PROBLEM TO WORK ON: Go through the material and copy each line that includes "iter".

RECORDS FOR THE TASK:
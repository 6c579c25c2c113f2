//! Populate trees and their query-string encoding.
//!
//! DESIGN
//! ======
//! The CMS only returns relations and media that the request asks for. A
//! [`Populate`] is an ordered tree describing those selections; it flattens
//! to bracketed query pairs the way `qs.stringify` does:
//!
//! ```text
//! populate[hero][populate][cta]=true
//! populate[hero][populate][image][fields][0]=url
//! populate[blocks][on][layout.header-section]=true
//! ```
//!
//! Entry order is preserved so generated URLs are stable across renders.

/// Root key all selections hang off.
const ROOT: &str = "populate";

/// What to include for one relation or component.
#[derive(Debug, Clone, PartialEq, Eq)]
pub enum Selection {
    /// `key=true`: include the relation with its default fields.
    All,
    /// `key[populate]=true`: include the relation and all of its relations.
    Deep,
    /// `key[fields][i]=…`: include only the listed scalar fields.
    Fields(Vec<String>),
    /// `key[populate][…]`: include the relation with nested selections.
    Nested(Populate),
    /// `key[on][component]…`: dynamic zone, one fragment per component.
    On(Populate),
}

/// An ordered set of relation selections.
#[derive(Debug, Clone, Default, PartialEq, Eq)]
pub struct Populate {
    entries: Vec<(String, Selection)>,
}

impl Populate {
    #[must_use]
    pub fn new() -> Self {
        Self::default()
    }

    #[must_use]
    pub fn all(self, key: &str) -> Self {
        self.with(key, Selection::All)
    }

    #[must_use]
    pub fn deep(self, key: &str) -> Self {
        self.with(key, Selection::Deep)
    }

    #[must_use]
    pub fn fields(self, key: &str, fields: &[&str]) -> Self {
        let fields = fields.iter().map(|f| (*f).to_owned()).collect();
        self.with(key, Selection::Fields(fields))
    }

    #[must_use]
    pub fn nested(self, key: &str, inner: Populate) -> Self {
        self.with(key, Selection::Nested(inner))
    }

    /// Select a dynamic zone; `fragments` is keyed by component discriminator.
    #[must_use]
    pub fn on(self, key: &str, fragments: Populate) -> Self {
        self.with(key, Selection::On(fragments))
    }

    #[must_use]
    pub fn with(mut self, key: &str, selection: Selection) -> Self {
        self.entries.push((key.to_owned(), selection));
        self
    }

    #[must_use]
    pub fn is_empty(&self) -> bool {
        self.entries.is_empty()
    }

    /// Flatten into unencoded `(key, value)` query pairs under `populate`.
    #[must_use]
    pub fn query_pairs(&self) -> Vec<(String, String)> {
        let mut out = Vec::new();
        self.flatten_into(ROOT, &mut out);
        out
    }

    fn flatten_into(&self, prefix: &str, out: &mut Vec<(String, String)>) {
        for (key, selection) in &self.entries {
            let base = format!("{prefix}[{key}]");
            match selection {
                Selection::All => out.push((base, "true".to_owned())),
                Selection::Deep => out.push((format!("{base}[populate]"), "true".to_owned())),
                Selection::Fields(fields) => {
                    for (i, field) in fields.iter().enumerate() {
                        out.push((format!("{base}[fields][{i}]"), field.clone()));
                    }
                }
                Selection::Nested(inner) => inner.flatten_into(&format!("{base}[populate]"), out),
                Selection::On(fragments) => fragments.flatten_into(&format!("{base}[on]"), out),
            }
        }
    }
}

#[cfg(test)]
#[path = "populate_test.rs"]
mod tests;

YOUR SOLUTION:
        let fields = fields.iter().map(|f| (*f).to_owned()).collect();
                    for (i, field) in fields.iter().enumerate() {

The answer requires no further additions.